Aussi soudainement que le rire avait jailli, il s’interrompit et son visage se ferma.
- Maman est morte ?
Elle s’adressait au chat. Sans attendre de réponse, elle bâilla bruyamment.
- Sommeil ! dit-elle, en se frottant les yeux du dos des deux mains.
Puis elle gronda « Je veux dormir ! », les poings serrés.

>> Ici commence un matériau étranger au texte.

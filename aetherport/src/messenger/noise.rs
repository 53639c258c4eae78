use std::future::Future;

use aetherport_identity::{Certificate, Identity};
use snow::{Builder, HandshakeState, StatelessTransportState};
use tokio::sync::Mutex;
use tracing::debug;

use crate::{messenger::Messenger, Error};

/// Noise IX with a pre-shared key mixed in before any DH.
const PATTERN: &str = "Noise_IXpsk0_25519_ChaChaPoly_SHA256";

/// Noise bounds a single message, handshake or transport, to 64 KiB.
const MAX_MESSAGE: usize = 65_535;

/// Authenticated encryption over any [`Messenger`].
///
/// A two-message IX handshake carries each party's full certificate as its
/// payload, guarded by a pre-shared key derived from the CA chain (see
/// [`Identity::preshared_keys`]). The initiator leads with the key of its own
/// CA; the responder, which cannot know which CA signed the initiator, tries
/// every key it holds and keeps the first that authenticates. After the
/// handshake every message is one AEAD record; the wrapped messenger provides
/// the length delimitation.
pub struct NoiseMessenger<M> {
    inner: M,
    transport: StatelessTransportState,
    send_nonce: Mutex<u64>,
    recv_nonce: Mutex<u64>,
    peer_cert: Certificate,
}

impl<M: Messenger> NoiseMessenger<M> {
    /// Runs the initiator side of the handshake.
    pub async fn initiate(inner: M, identity: &Identity) -> Result<NoiseMessenger<M>, Error> {
        let psk = identity
            .preshared_keys()
            .first()
            .ok_or_else(|| Error::ConfigInvalid("identity has no pre-shared keys".to_string()))?;
        let mut handshake = builder(identity, psk)?
            .build_initiator()
            .map_err(|error| Error::HandshakeFailed(format!("create handshake failed: {error}")))?;

        let mut buf = vec![0u8; MAX_MESSAGE];
        let len = handshake
            .write_message(identity.payload(), &mut buf)
            .map_err(|error| Error::HandshakeFailed(format!("write handshake message failed: {error}")))?;
        inner.send(&buf[..len]).await?;

        let msg = inner.recv().await?;
        let mut payload = vec![0u8; MAX_MESSAGE];
        let len = handshake
            .read_message(&msg, &mut payload)
            .map_err(|error| Error::HandshakeFailed(format!("read handshake message failed: {error}")))?;
        let peer_cert = identity.validate_peer(&payload[..len]).map_err(Error::HandshakePayloadInvalid)?;

        NoiseMessenger::finish(inner, handshake, peer_cert)
    }

    /// Runs the responder side of the handshake, trying each pre-shared key
    /// against the initiator's first message and stopping at the first one
    /// that authenticates.
    pub async fn respond(inner: M, identity: &Identity) -> Result<NoiseMessenger<M>, Error> {
        let msg = inner.recv().await?;

        let mut accepted = None;
        for psk in identity.preshared_keys() {
            let mut handshake = builder(identity, psk)?
                .build_responder()
                .map_err(|error| Error::HandshakeFailed(format!("create handshake failed: {error}")))?;

            let mut payload = vec![0u8; MAX_MESSAGE];
            match handshake.read_message(&msg, &mut payload) {
                Ok(len) => {
                    accepted = Some((handshake, payload[..len].to_vec()));
                    break;
                }
                Err(error) => debug!("pre-shared key did not authenticate the initiator: {error}"),
            }
        }

        let (mut handshake, payload) = accepted.ok_or(Error::HandshakePskMismatch)?;
        let peer_cert = identity.validate_peer(&payload).map_err(Error::HandshakePayloadInvalid)?;

        let mut buf = vec![0u8; MAX_MESSAGE];
        let len = handshake
            .write_message(identity.payload(), &mut buf)
            .map_err(|error| Error::HandshakeFailed(format!("write handshake message failed: {error}")))?;
        inner.send(&buf[..len]).await?;

        NoiseMessenger::finish(inner, handshake, peer_cert)
    }

    fn finish(inner: M, handshake: HandshakeState, peer_cert: Certificate) -> Result<NoiseMessenger<M>, Error> {
        let transport = handshake
            .into_stateless_transport_mode()
            .map_err(|error| Error::HandshakeFailed(format!("no cipher states at the end of handshake: {error}")))?;

        Ok(NoiseMessenger {
            inner,
            transport,
            send_nonce: Mutex::new(0),
            recv_nonce: Mutex::new(0),
            peer_cert,
        })
    }

    /// The peer's certificate, validated during the handshake.
    pub fn peer_certificate(&self) -> &Certificate {
        &self.peer_cert
    }
}

fn builder<'a>(identity: &'a Identity, psk: &'a [u8]) -> Result<Builder<'a>, Error> {
    let params = PATTERN
        .parse()
        .map_err(|_| Error::CryptoMaterialInvalid(format!("invalid noise pattern: {PATTERN}")))?;

    Ok(Builder::new(params).local_private_key(identity.private_key()).psk(0, psk))
}

impl<M: Messenger> Messenger for NoiseMessenger<M> {
    fn recv(&self) -> impl Future<Output = Result<Vec<u8>, Error>> + Send {
        async {
            let mut nonce = self.recv_nonce.lock().await;
            let msg = self.inner.recv().await?;

            let mut buf = vec![0u8; msg.len()];
            let len = self
                .transport
                .read_message(*nonce, &msg, &mut buf)
                .map_err(|error| Error::TransportFailed(format!("decrypting record failed: {error}")))?;
            *nonce += 1;

            buf.truncate(len);
            Ok(buf)
        }
    }

    fn send(&self, msg: &[u8]) -> impl Future<Output = Result<(), Error>> + Send {
        async move {
            let mut nonce = self.send_nonce.lock().await;

            let mut buf = vec![0u8; msg.len() + 16];
            let len = self
                .transport
                .write_message(*nonce, msg, &mut buf)
                .map_err(|error| Error::TransportFailed(format!("encrypting record failed: {error}")))?;

            self.inner.send(&buf[..len]).await?;
            *nonce += 1;
            Ok(())
        }
    }

    fn close(&self) -> impl Future<Output = Result<(), Error>> + Send {
        self.inner.close()
    }
}

#[cfg(test)]
mod tests {
    use std::sync::{
        atomic::{AtomicUsize, Ordering},
        Arc,
    };

    use aetherport_identity::{generate_ca, generate_leaf, CaPool, Identity};
    use chrono::{Duration, Utc};

    use super::NoiseMessenger;
    use crate::{
        messenger::{ChunkedMessenger, Messenger},
        Error,
    };

    fn identity(name: &str, extra_cas: usize) -> Identity {
        let now = Utc::now();
        let (ca_key, ca) = generate_ca(&format!("{name}.ca"), Vec::new(), now, Duration::hours(1)).unwrap();
        let (leaf_key, leaf) = generate_leaf(name, Vec::new(), now, Duration::minutes(30), &ca_key, &ca).unwrap();

        let mut pool = CaPool::new();
        pool.add(ca).unwrap();
        for i in 0..extra_cas {
            let (_, other) = generate_ca(&format!("extra{i}.{name}.ca"), Vec::new(), now, Duration::hours(1)).unwrap();
            pool.add(other).unwrap();
        }

        Identity::new(leaf_key, leaf, Arc::new(pool)).unwrap()
    }

    fn shared_ca_identities() -> (Identity, Identity) {
        let now = Utc::now();
        let (ca_key, ca) = generate_ca("shared.ca", Vec::new(), now, Duration::hours(1)).unwrap();
        let (alpha_key, alpha) = generate_leaf("alpha", Vec::new(), now, Duration::minutes(30), &ca_key, &ca).unwrap();
        let (beta_key, beta) = generate_leaf("beta", Vec::new(), now, Duration::minutes(30), &ca_key, &ca).unwrap();

        let mut pool_a = CaPool::new();
        pool_a.add(ca.clone()).unwrap();
        let mut pool_b = CaPool::new();
        pool_b.add(ca).unwrap();

        (
            Identity::new(alpha_key, alpha, Arc::new(pool_a)).unwrap(),
            Identity::new(beta_key, beta, Arc::new(pool_b)).unwrap(),
        )
    }

    #[tokio::test]
    async fn peers_sharing_a_ca_complete_the_handshake() {
        let (alpha, beta) = shared_ca_identities();
        let (near, far) = tokio::io::duplex(1024 * 1024);

        let (initiator, responder) = tokio::join!(
            NoiseMessenger::initiate(ChunkedMessenger::new(near), &alpha),
            NoiseMessenger::respond(ChunkedMessenger::new(far), &beta),
        );
        let (initiator, responder) = (initiator.unwrap(), responder.unwrap());

        assert_eq!(initiator.peer_certificate().details.name, "beta");
        assert_eq!(responder.peer_certificate().details.name, "alpha");

        initiator.send(b"up the wire").await.unwrap();
        assert_eq!(responder.recv().await.unwrap(), b"up the wire");
        responder.send(b"and back").await.unwrap();
        assert_eq!(initiator.recv().await.unwrap(), b"and back");
    }

    #[tokio::test]
    async fn responder_finds_the_psk_among_many() {
        let now = Utc::now();
        let (ca_key, ca) = generate_ca("shared.ca", Vec::new(), now, Duration::hours(1)).unwrap();
        let (alpha_key, alpha) = generate_leaf("alpha", Vec::new(), now, Duration::minutes(30), &ca_key, &ca).unwrap();
        let (beta_key, beta) = generate_leaf("beta", Vec::new(), now, Duration::minutes(30), &ca_key, &ca).unwrap();

        let mut pool_a = CaPool::new();
        pool_a.add(ca.clone()).unwrap();
        let alpha = Identity::new(alpha_key, alpha, Arc::new(pool_a)).unwrap();

        // The responder trusts several CAs; only one of them matches the
        // initiator's, and it is not the responder's own (so not first).
        let (other_key, other) = generate_ca("other.ca", Vec::new(), now, Duration::hours(1)).unwrap();
        let (gamma_key, gamma) = generate_leaf("gamma", Vec::new(), now, Duration::minutes(30), &other_key, &other).unwrap();
        let mut pool_b = CaPool::new();
        pool_b.add(other).unwrap();
        pool_b.add(ca).unwrap();
        let beta = Identity::new(gamma_key, gamma, Arc::new(pool_b)).unwrap();
        let _ = beta_key;
        let _ = beta;

        let (near, far) = tokio::io::duplex(1024 * 1024);
        let (initiator, responder) = tokio::join!(
            NoiseMessenger::initiate(ChunkedMessenger::new(near), &alpha),
            NoiseMessenger::respond(ChunkedMessenger::new(far), &beta),
        );

        // The handshake's key search succeeds, but alpha's certificate chains
        // to a CA the responder knows while gamma's CA is unknown to alpha.
        let responder = responder.unwrap();
        assert_eq!(responder.peer_certificate().details.name, "alpha");
        assert!(matches!(initiator, Err(Error::HandshakePayloadInvalid(_))));
    }

    #[tokio::test]
    async fn unrelated_authorities_fail_with_a_psk_mismatch() {
        let alpha = identity("alpha", 2);
        let beta = identity("beta", 2);

        let (near, far) = tokio::io::duplex(1024 * 1024);
        let (initiator, responder) = tokio::join!(
            NoiseMessenger::initiate(ChunkedMessenger::new(near), &alpha),
            NoiseMessenger::respond(ChunkedMessenger::new(far), &beta),
        );

        assert!(matches!(responder, Err(Error::HandshakePskMismatch)));
        assert!(initiator.is_err());
    }

    /// Flips one byte of every received message after letting `skip` messages
    /// through untouched.
    struct Tamper<M> {
        inner: M,
        skip: usize,
        seen: AtomicUsize,
    }

    impl<M: Messenger> Messenger for Tamper<M> {
        async fn recv(&self) -> Result<Vec<u8>, Error> {
            let mut msg = self.inner.recv().await?;
            if self.seen.fetch_add(1, Ordering::Relaxed) >= self.skip {
                if let Some(byte) = msg.last_mut() {
                    *byte ^= 0x01;
                }
            }
            Ok(msg)
        }

        async fn send(&self, msg: &[u8]) -> Result<(), Error> {
            self.inner.send(msg).await
        }

        async fn close(&self) -> Result<(), Error> {
            self.inner.close().await
        }
    }

    #[tokio::test]
    async fn tampered_records_are_rejected() {
        let (alpha, beta) = shared_ca_identities();
        let (near, far) = tokio::io::duplex(1024 * 1024);

        let tampered = Tamper {
            inner: ChunkedMessenger::new(far),
            skip: 1, // let the handshake message through
            seen: AtomicUsize::new(0),
        };

        let (initiator, responder) = tokio::join!(
            NoiseMessenger::initiate(ChunkedMessenger::new(near), &alpha),
            NoiseMessenger::respond(tampered, &beta),
        );
        let (initiator, responder) = (initiator.unwrap(), responder.unwrap());

        initiator.send(b"integrity matters").await.unwrap();
        assert!(matches!(responder.recv().await, Err(Error::TransportFailed(_))));
    }
}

Jules, pourtant habitué aux revirements de comportements de son enfant, à ses sautes d’humeur et à ses questions incongrues, se sentit pris au dépourvu. Un instant il se demanda si dans l’esprit de sa fille la cérémonie d’enterrement à laquelle elle avait assisté dans l’après-midi et la subite apparition d’une femme qu’elle ne connaissait pas, mais qu’Arsène venait de désigner comme sa mère ne se mélangeaient pas, ne fusionnaient pas en une seule et même histoire dont elle seule aurait la clé. Il était indispensable de la protéger d’un trop-plein d’émotions qui déstabilisait un équilibre toujours fragile et sans cesse remis en question. Ce type de situation le mettait face à ses insuffisances et le peinait au plus haut point. Il s’en voulut d’être tellement démuni face à la sensibilité de sa fille et son ressentiment à l’égard de Michèle, qu’il rendit responsable de son propre désarroi et de celui de Charlotte, s’accrut dans de notables proportions. Un sentiment de haine commençait à germer dans son cœur. Dans un ultime sursaut, il tenta de l’enfouir pour ne penser qu’au bien-être de la petite. Il reprit la comptine là, où il l’avait abandonnée, saisit son enfant par la main et la guida vers sa chambre en chantonnant de plus en plus bas.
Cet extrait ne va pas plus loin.